Gold? Yellow, glittering, precious gold?
No, gods, I am no idle votarist;
Roots, you clear heavens! Thus much of this will make Black white, foul fair, wrong right,
Base noble, old young, coward valiant.
(The Life ofTimon of Athens, IV, iii, 25-30)
Karl Marx (1818-1883) also thought that history was inexorably progressing toward the fulfillment of the highest ends of humanity, but he conceived of this telos not as a perpetual peace among federated states each of which would be governed by a republican constitution, but as the realization of communist society in which the abolition of private property would put an end to the class struggle. Marx also rejected any appeal to the providence of nature. The highest good for humanity could only be achieved by humanity itself.
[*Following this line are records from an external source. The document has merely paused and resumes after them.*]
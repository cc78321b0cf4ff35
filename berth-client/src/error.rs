//! Error types for the Berth client

use thiserror::Error;

/// Result type alias for client operations
pub type Result<T> = std::result::Result<T, ClientError>;

/// Errors that can occur when using the Berth client
#[derive(Debug, Error)]
pub enum ClientError {
    /// HTTP request failed
    #[error("HTTP request failed: {0}")]
    RequestFailed(#[from] reqwest::Error),

    /// API returned an error status code
    #[error("API error (status {status}): {message}")]
    ApiError {
        /// HTTP status code
        status: u16,
        /// Error message from the API
        message: String,
    },

    /// Failed to parse response
    #[error("Failed to parse response: {0}")]
    ParseError(String),
}

impl ClientError {
    /// Create an API error from status code and response body
    ///
    /// Bodies of the form `{"error": "..."}` are reduced to the message.
    pub fn api_error(status: u16, body: impl Into<String>) -> Self {
        let body = body.into();
        let message = serde_json::from_str::<serde_json::Value>(&body)
            .ok()
            .and_then(|value| value.get("error")?.as_str().map(str::to_string))
            .unwrap_or(body);

        Self::ApiError { status, message }
    }

    /// Check if this error is a "not found" error
    pub fn is_not_found(&self) -> bool {
        matches!(self, Self::ApiError { status: 404, .. })
    }

    /// Check if this error is a conflict (already registered, build in progress)
    pub fn is_conflict(&self) -> bool {
        matches!(self, Self::ApiError { status: 409, .. })
    }

    /// Check if this error is a server error (5xx status)
    pub fn is_server_error(&self) -> bool {
        matches!(self, Self::ApiError { status, .. } if *status >= 500)
    }
}

#[cfg(test)]
mod tests {
    use super::*;

    #[test]
    fn test_api_error_extracts_message() {
        let err = ClientError::api_error(404, r#"{"error":"Unknown service abc"}"#);
        assert!(err.is_not_found());
        assert_eq!(err.to_string(), "API error (status 404): Unknown service abc");
    }

    #[test]
    fn test_api_error_keeps_plain_body() {
        let err = ClientError::api_error(502, "Bad Gateway");
        assert!(err.is_server_error());
        assert!(!err.is_conflict());
        assert_eq!(err.to_string(), "API error (status 502): Bad Gateway");
    }
}
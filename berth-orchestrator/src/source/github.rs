//! GitHub-compatible source host
//!
//! Works against any host exposing the GitHub REST (`/repos/{owner}/{name}`)
//! and raw content (`/{owner}/{name}/{head}/{file}`) layouts. Clone and
//! browse URLs are built from the configured web base, so GitHub Enterprise
//! needs all three bases pointed at it.

use async_trait::async_trait;
use berth_core::dto::service::ServiceManifest;
use reqwest::{Client, StatusCode};
use std::time::Duration;
use tracing::debug;

use super::{RepositoryDescriptor, Result, SourceError, SourceHost};

const USER_AGENT: &str = concat!("berth/", env!("CARGO_PKG_VERSION"));

pub struct GitHubSource {
    client: Client,
    api_url: String,
    raw_url: String,
    web_url: String,
    token: Option<String>,
    manifest_file: String,
}

impl GitHubSource {
    /// # Arguments
    /// * `api_url` - REST API base (e.g. "https://api.github.com")
    /// * `raw_url` - Raw content base (e.g. "https://raw.githubusercontent.com")
    /// * `web_url` - Web base that clone and browse URLs hang off (e.g. "https://github.com")
    /// * `token` - Optional API token for private repositories and rate limits
    /// * `manifest_file` - Manifest file name in the repository root
    pub fn new(
        api_url: &str,
        raw_url: &str,
        web_url: &str,
        token: Option<String>,
        manifest_file: String,
    ) -> Result<Self> {
        let client = Client::builder()
            .user_agent(USER_AGENT)
            .timeout(Duration::from_secs(30))
            .build()?;

        Ok(Self {
            client,
            api_url: api_url.trim_end_matches('/').to_string(),
            raw_url: raw_url.trim_end_matches('/').to_string(),
            web_url: web_url.trim_end_matches('/').to_string(),
            token,
            manifest_file,
        })
    }

    fn get(&self, url: &str) -> reqwest::RequestBuilder {
        let request = self.client.get(url);
        match &self.token {
            Some(token) => request.bearer_auth(token),
            None => request,
        }
    }
}

#[async_trait]
impl SourceHost for GitHubSource {
    async fn exists(&self, repository: &str) -> Result<bool> {
        let slug = repository_slug(repository, &self.web_url)?;
        let url = format!("{}/repos/{}", self.api_url, slug);

        let response = self.get(&url).send().await?;
        match response.status() {
            status if status.is_success() => Ok(true),
            StatusCode::NOT_FOUND => Ok(false),
            status => Err(SourceError::Status {
                url,
                status: status.as_u16(),
            }),
        }
    }

    async fn fetch_service_configuration(&self, url: &str) -> Result<ServiceManifest> {
        let response = self.get(url).send().await?;
        let status = response.status();

        if status == StatusCode::NOT_FOUND {
            debug!("No manifest at {}, using an empty one", url);
            return Ok(ServiceManifest::default());
        }
        if !status.is_success() {
            return Err(SourceError::Status {
                url: url.to_string(),
                status: status.as_u16(),
            });
        }

        let body = response.bytes().await?;
        serde_json::from_slice(&body).map_err(|source| SourceError::InvalidManifest {
            url: url.to_string(),
            source,
        })
    }

    async fn get_service_from_repository(
        &self,
        repository: &str,
        head: &str,
    ) -> Result<RepositoryDescriptor> {
        let slug = repository_slug(repository, &self.web_url)?;

        Ok(RepositoryDescriptor {
            repository: repository.to_string(),
            branch: head.to_string(),
            clone_url: format!("{}/{}.git", self.web_url, slug),
            url: format!("{}/{}", self.web_url, slug),
            configuration_url: format!(
                "{}/{}/{}/{}",
                self.raw_url, slug, head, self.manifest_file
            ),
        })
    }
}

/// Reduces a repository reference to `owner/name`
///
/// Accepts `owner/name`, `<web_url>/owner/name(.git)` and
/// `git@<web host>:owner/name.git`.
fn repository_slug(repository: &str, web_url: &str) -> Result<String> {
    let host = web_url
        .trim_start_matches("https://")
        .trim_start_matches("http://");
    let prefixes = [
        format!("https://{}/", host),
        format!("http://{}/", host),
        format!("git@{}:", host),
    ];

    let trimmed = repository.trim().trim_end_matches('/');
    let without_host = prefixes
        .iter()
        .find_map(|prefix| trimmed.strip_prefix(prefix.as_str()))
        .unwrap_or(trimmed);
    let slug = without_host.trim_end_matches(".git");

    let mut parts = slug.split('/');
    match (parts.next(), parts.next(), parts.next()) {
        (Some(owner), Some(name), None)
            if !owner.is_empty() && !name.is_empty() && !owner.contains(':') =>
        {
            Ok(format!("{}/{}", owner, name))
        }
        _ => Err(SourceError::InvalidRepository(repository.to_string())),
    }
}
//! Postgres key/value store
//!
//! All collections share the `kv_store` table, partitioned by collection name.

use async_trait::async_trait;
use serde_json::Value;
use sqlx::PgPool;

use super::{KeyValueStore, Result};

pub struct PostgresStore {
    pool: PgPool,
    collection: String,
}

impl PostgresStore {
    pub fn new(pool: PgPool, collection: impl Into<String>) -> Self {
        Self {
            pool,
            collection: collection.into(),
        }
    }
}

#[async_trait]
impl KeyValueStore for PostgresStore {
    async fn get(&self, key: &str) -> Result<Option<Value>> {
        let row: Option<(Value,)> = sqlx::query_as(
            r#"
            SELECT value
            FROM kv_store
            WHERE collection = $1 AND key = $2
            "#,
        )
        .bind(&self.collection)
        .bind(key)
        .fetch_optional(&self.pool)
        .await?;

        Ok(row.map(|(value,)| value))
    }

    async fn set(&self, key: &str, value: Value) -> Result<()> {
        sqlx::query(
            r#"
            INSERT INTO kv_store (collection, key, value, updated_at)
            VALUES ($1, $2, $3, $4)
            ON CONFLICT (collection, key) DO UPDATE SET
                value = EXCLUDED.value,
                updated_at = EXCLUDED.updated_at
            "#,
        )
        .bind(&self.collection)
        .bind(key)
        .bind(value)
        .bind(chrono::Utc::now())
        .execute(&self.pool)
        .await?;

        Ok(())
    }

    async fn has(&self, key: &str) -> Result<bool> {
        let exists: (bool,) = sqlx::query_as(
            "SELECT EXISTS(SELECT 1 FROM kv_store WHERE collection = $1 AND key = $2)",
        )
        .bind(&self.collection)
        .bind(key)
        .fetch_one(&self.pool)
        .await?;

        Ok(exists.0)
    }

    async fn delete(&self, key: &str) -> Result<bool> {
        let result = sqlx::query("DELETE FROM kv_store WHERE collection = $1 AND key = $2")
            .bind(&self.collection)
            .bind(key)
            .execute(&self.pool)
            .await?;

        Ok(result.rows_affected() > 0)
    }

    async fn values(&self) -> Result<Vec<Value>> {
        let rows: Vec<(Value,)> = sqlx::query_as(
            r#"
            SELECT value
            FROM kv_store
            WHERE collection = $1
            ORDER BY key
            "#,
        )
        .bind(&self.collection)
        .fetch_all(&self.pool)
        .await?;

        Ok(rows.into_iter().map(|(value,)| value).collect())
    }
}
Like other post-Hegelian German philosophers, the young Marx sought a more radical conception of the critical project, one that would show that the philosophy of Kant was the expression of a fundamentally bourgeois point of view. Feuerbach had taken an important step in this direction by denouncing the privilege that the German idealists accorded to the abstract life of the “spirit” over the actual existence of living human beings. After studying in Bonn and Berlin, Marx moved to Paris in 1843, where he wrote his posthumously published Economic and Philosophic Manuscripts of 1844 (Ökonomisch-philosophische Manuskripte aus dem Jahre 1844), noting in the preface that “It is only with Feuerbach that positive, humanistic and naturalistic criticism begins” (EAPM 64). Marx was drawn to Feuerbach’s idea that what distinguishes human beings from other animals is our “species-being,” the fact that we are conscious of ourselves as individuals only insofar as we are conscious of the species as a whole (EAPM 113). Like Hegel, Feuerbach also thought that history is the movement by which humanity becomes alienated from itself and then overcomes its self-alienation. But Hegel had been unable to make this idea concrete because, like Kant, his thought was determined by the bourgeois society to which he belonged (EAPM 177).
As Marx conceives it, alienation is a function of private property, or rather, of any economic system in which the products of human labor are appropriated by a subset, or class, of society as a whole. In such a world, humanity becomes “estranged” from itself in several interrelated ways. The worker is estranged from the product that his or her labor produces, since this comes to exist as an “alien power” standing over against it: “the object which labor produces...confronts it as something alien, as a power independent of the producer” (EAPM 108). As a consequence of estrangement from the thing, the worker also suffers from “self-estrangement. " Finally, through the division of humanity into laborers and owners, the species as a whole becomes estranged from itself: “In estranging from man (1) nature, and (2) himself,...estranged labor estranges the species from man. It changes for him the life of the species into a means of individual life” (EAPM 112; cf. 114).